Source material Block Start

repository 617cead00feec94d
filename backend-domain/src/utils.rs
use chrono::{DateTime, Local, NaiveDate, NaiveDateTime, TimeZone, Utc};

/// Half-open `[start, end)` span of one local calendar day, expressed in UTC.
#[derive(Debug, Clone, Copy, PartialEq, Eq)]
pub struct DayWindow {
    pub day: NaiveDate,
    pub start: DateTime<Utc>,
    pub end: DateTime<Utc>,
}

impl DayWindow {
    pub fn for_day(day: NaiveDate) -> Self {
        let next = day.succ_opt().unwrap_or(day);
        Self {
            day,
            start: local_midnight(day),
            end: local_midnight(next),
        }
    }

    pub fn today() -> Self {
        Self::for_day(today())
    }

    pub fn contains(&self, at: DateTime<Utc>) -> bool {
        at >= self.start && at < self.end
    }
}

pub fn today() -> NaiveDate {
    Local::now().date_naive()
}

/// Local calendar day a UTC instant falls on.
pub fn local_day(at: DateTime<Utc>) -> NaiveDate {
    at.with_timezone(&Local).date_naive()
}

fn local_midnight(day: NaiveDate) -> DateTime<Utc> {
    let naive: NaiveDateTime = day.and_time(chrono::NaiveTime::MIN);
    Local
        .from_local_datetime(&naive)
        .single()
        .or_else(|| Local.from_local_datetime(&naive).earliest())
        .map(|local| local.with_timezone(&Utc))
        .unwrap_or_else(|| Utc.from_utc_datetime(&naive))
}

#[cfg(test)]
mod tests {
    use super::*;

    #[test]
    fn day_window_is_half_open() {
        let day = NaiveDate::from_ymd_opt(2024, 5, 10).expect("date");
        let window = DayWindow::for_day(day);
        assert!(window.contains(window.start));
        assert!(!window.contains(window.end));
        assert_eq!(local_day(window.start), day);
    }
}
// Write-side use cases
pub mod anomaly_commands;
pub mod check_in_commands;
pub mod detection_commands;

pub use anomaly_commands::*;
pub use check_in_commands::*;
pub use detection_commands::*;
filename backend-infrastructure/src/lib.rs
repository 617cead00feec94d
pub mod config;
pub mod repositories;
pub mod services;
pub mod utils;

pub use config::*;
pub use repositories::*;
pub use services::*;
pub use utils::*;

Source material Block End

Directions for this task — Repeat the listing exactly, from its first line to its last.

Finished task —
repository 617cead00feec94d
filename backend-domain/src/utils.rs
use chrono::{DateTime, Local, NaiveDate, NaiveDateTime, TimeZone, Utc};

/// Half-open `[start, end)` span of one local calendar day, expressed in UTC.
#[derive(Debug, Clone, Copy, PartialEq, Eq)]
pub struct DayWindow {
    pub day: NaiveDate,
    pub start: DateTime<Utc>,
    pub end: DateTime<Utc>,
}

impl DayWindow {
    pub fn for_day(day: NaiveDate) -> Self {
        let next = day.succ_opt().unwrap_or(day);
        Self {
            day,
            start: local_midnight(day),
            end: local_midnight(next),
        }
    }

    pub fn today() -> Self {
        Self::for_day(today())
    }

    pub fn contains(&self, at: DateTime<Utc>) -> bool {
        at >= self.start && at < self.end
    }
}

pub fn today() -> NaiveDate {
    Local::now().date_naive()
}

/// Local calendar day a UTC instant falls on.
pub fn local_day(at: DateTime<Utc>) -> NaiveDate {
    at.with_timezone(&Local).date_naive()
}

fn local_midnight(day: NaiveDate) -> DateTime<Utc> {
    let naive: NaiveDateTime = day.and_time(chrono::NaiveTime::MIN);
    Local
        .from_local_datetime(&naive)
        .single()
        .or_else(|| Local.from_local_datetime(&naive).earliest())
        .map(|local| local.with_timezone(&Utc))
        .unwrap_or_else(|| Utc.from_utc_datetime(&naive))
}

#[cfg(test)]
mod tests {
    use super::*;

    #[test]
    fn day_window_is_half_open() {
        let day = NaiveDate::from_ymd_opt(2024, 5, 10).expect("date");
        let window = DayWindow::for_day(day);
        assert!(window.contains(window.start));
        assert!(!window.contains(window.end));
        assert_eq!(local_day(window.start), day);
    }
}
// Write-side use cases
pub mod anomaly_commands;
pub mod check_in_commands;
pub mod detection_commands;

pub use anomaly_commands::*;
pub use check_in_commands::*;
pub use detection_commands::*;
filename backend-infrastructure/src/lib.rs
repository 617cead00feec94d
pub mod config;
pub mod repositories;
pub mod services;
pub mod utils;

pub use config::*;
pub use repositories::*;
pub use services::*;
pub use utils::*;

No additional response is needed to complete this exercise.